## Work to complete
Go through the listing and transcribe each line exactly.

+++ Entries provided +++

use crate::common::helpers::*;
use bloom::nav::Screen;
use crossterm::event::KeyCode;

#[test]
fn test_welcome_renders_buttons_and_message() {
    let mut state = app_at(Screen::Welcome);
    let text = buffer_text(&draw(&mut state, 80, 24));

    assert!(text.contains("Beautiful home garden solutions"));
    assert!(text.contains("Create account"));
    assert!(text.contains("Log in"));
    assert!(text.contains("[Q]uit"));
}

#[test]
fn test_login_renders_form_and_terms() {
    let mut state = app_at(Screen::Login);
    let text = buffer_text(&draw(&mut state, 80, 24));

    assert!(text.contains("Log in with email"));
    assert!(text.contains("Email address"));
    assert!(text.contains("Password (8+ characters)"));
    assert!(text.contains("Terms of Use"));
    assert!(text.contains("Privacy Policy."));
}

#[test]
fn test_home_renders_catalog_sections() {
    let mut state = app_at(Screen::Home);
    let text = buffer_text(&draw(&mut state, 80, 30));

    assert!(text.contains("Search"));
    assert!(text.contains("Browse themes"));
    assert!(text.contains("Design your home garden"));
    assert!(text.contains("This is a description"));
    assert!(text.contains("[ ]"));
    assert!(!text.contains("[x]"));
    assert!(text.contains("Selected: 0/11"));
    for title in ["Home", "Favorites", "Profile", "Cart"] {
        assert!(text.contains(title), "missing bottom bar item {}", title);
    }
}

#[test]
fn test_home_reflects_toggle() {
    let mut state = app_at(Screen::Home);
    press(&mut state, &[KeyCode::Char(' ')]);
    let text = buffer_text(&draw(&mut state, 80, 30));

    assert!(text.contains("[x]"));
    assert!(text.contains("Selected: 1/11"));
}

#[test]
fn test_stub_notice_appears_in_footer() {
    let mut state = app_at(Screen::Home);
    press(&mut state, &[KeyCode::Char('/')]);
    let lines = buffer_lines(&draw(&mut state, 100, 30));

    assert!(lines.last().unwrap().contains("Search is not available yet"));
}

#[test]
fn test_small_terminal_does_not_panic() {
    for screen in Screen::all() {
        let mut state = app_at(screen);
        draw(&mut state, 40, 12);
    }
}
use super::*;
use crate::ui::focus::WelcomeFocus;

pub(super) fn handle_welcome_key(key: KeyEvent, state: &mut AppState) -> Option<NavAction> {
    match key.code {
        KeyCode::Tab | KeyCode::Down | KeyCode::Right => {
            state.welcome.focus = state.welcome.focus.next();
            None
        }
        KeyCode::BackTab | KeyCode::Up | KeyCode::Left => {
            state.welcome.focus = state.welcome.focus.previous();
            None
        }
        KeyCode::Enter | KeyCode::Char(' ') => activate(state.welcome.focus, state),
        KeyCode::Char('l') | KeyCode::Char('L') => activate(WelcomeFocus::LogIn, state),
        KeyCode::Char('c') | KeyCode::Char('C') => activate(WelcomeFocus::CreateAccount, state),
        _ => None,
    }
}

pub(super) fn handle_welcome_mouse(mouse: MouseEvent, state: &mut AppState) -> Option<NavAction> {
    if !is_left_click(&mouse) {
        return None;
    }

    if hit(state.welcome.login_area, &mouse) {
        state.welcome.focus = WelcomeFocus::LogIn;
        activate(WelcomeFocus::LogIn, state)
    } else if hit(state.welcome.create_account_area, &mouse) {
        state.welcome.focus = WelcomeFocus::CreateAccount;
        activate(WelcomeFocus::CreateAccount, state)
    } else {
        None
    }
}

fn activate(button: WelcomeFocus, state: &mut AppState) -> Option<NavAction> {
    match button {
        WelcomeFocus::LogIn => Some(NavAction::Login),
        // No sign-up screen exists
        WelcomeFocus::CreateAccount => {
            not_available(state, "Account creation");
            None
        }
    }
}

+++

## Response for this exercise
use crate::common::helpers::*;
use bloom::nav::Screen;
use crossterm::event::KeyCode;

#[test]
fn test_welcome_renders_buttons_and_message() {
    let mut state = app_at(Screen::Welcome);
    let text = buffer_text(&draw(&mut state, 80, 24));

    assert!(text.contains("Beautiful home garden solutions"));
    assert!(text.contains("Create account"));
    assert!(text.contains("Log in"));
    assert!(text.contains("[Q]uit"));
}

#[test]
fn test_login_renders_form_and_terms() {
    let mut state = app_at(Screen::Login);
    let text = buffer_text(&draw(&mut state, 80, 24));

    assert!(text.contains("Log in with email"));
    assert!(text.contains("Email address"));
    assert!(text.contains("Password (8+ characters)"));
    assert!(text.contains("Terms of Use"));
    assert!(text.contains("Privacy Policy."));
}

#[test]
fn test_home_renders_catalog_sections() {
    let mut state = app_at(Screen::Home);
    let text = buffer_text(&draw(&mut state, 80, 30));

    assert!(text.contains("Search"));
    assert!(text.contains("Browse themes"));
    assert!(text.contains("Design your home garden"));
    assert!(text.contains("This is a description"));
    assert!(text.contains("[ ]"));
    assert!(!text.contains("[x]"));
    assert!(text.contains("Selected: 0/11"));
    for title in ["Home", "Favorites", "Profile", "Cart"] {
        assert!(text.contains(title), "missing bottom bar item {}", title);
    }
}

#[test]
fn test_home_reflects_toggle() {
    let mut state = app_at(Screen::Home);
    press(&mut state, &[KeyCode::Char(' ')]);
    let text = buffer_text(&draw(&mut state, 80, 30));

    assert!(text.contains("[x]"));
    assert!(text.contains("Selected: 1/11"));
}

#[test]
fn test_stub_notice_appears_in_footer() {
    let mut state = app_at(Screen::Home);
    press(&mut state, &[KeyCode::Char('/')]);
    let lines = buffer_lines(&draw(&mut state, 100, 30));

    assert!(lines.last().unwrap().contains("Search is not available yet"));
}

#[test]
fn test_small_terminal_does_not_panic() {
    for screen in Screen::all() {
        let mut state = app_at(screen);
        draw(&mut state, 40, 12);
    }
}
use super::*;
use crate::ui::focus::WelcomeFocus;

pub(super) fn handle_welcome_key(key: KeyEvent, state: &mut AppState) -> Option<NavAction> {
    match key.code {
        KeyCode::Tab | KeyCode::Down | KeyCode::Right => {
            state.welcome.focus = state.welcome.focus.next();
            None
        }
        KeyCode::BackTab | KeyCode::Up | KeyCode::Left => {
            state.welcome.focus = state.welcome.focus.previous();
            None
        }
        KeyCode::Enter | KeyCode::Char(' ') => activate(state.welcome.focus, state),
        KeyCode::Char('l') | KeyCode::Char('L') => activate(WelcomeFocus::LogIn, state),
        KeyCode::Char('c') | KeyCode::Char('C') => activate(WelcomeFocus::CreateAccount, state),
        _ => None,
    }
}

pub(super) fn handle_welcome_mouse(mouse: MouseEvent, state: &mut AppState) -> Option<NavAction> {
    if !is_left_click(&mouse) {
        return None;
    }

    if hit(state.welcome.login_area, &mouse) {
        state.welcome.focus = WelcomeFocus::LogIn;
        activate(WelcomeFocus::LogIn, state)
    } else if hit(state.welcome.create_account_area, &mouse) {
        state.welcome.focus = WelcomeFocus::CreateAccount;
        activate(WelcomeFocus::CreateAccount, state)
    } else {
        None
    }
}

fn activate(button: WelcomeFocus, state: &mut AppState) -> Option<NavAction> {
    match button {
        WelcomeFocus::LogIn => Some(NavAction::Login),
        // No sign-up screen exists
        WelcomeFocus::CreateAccount => {
            not_available(state, "Account creation");
            None
        }
    }
}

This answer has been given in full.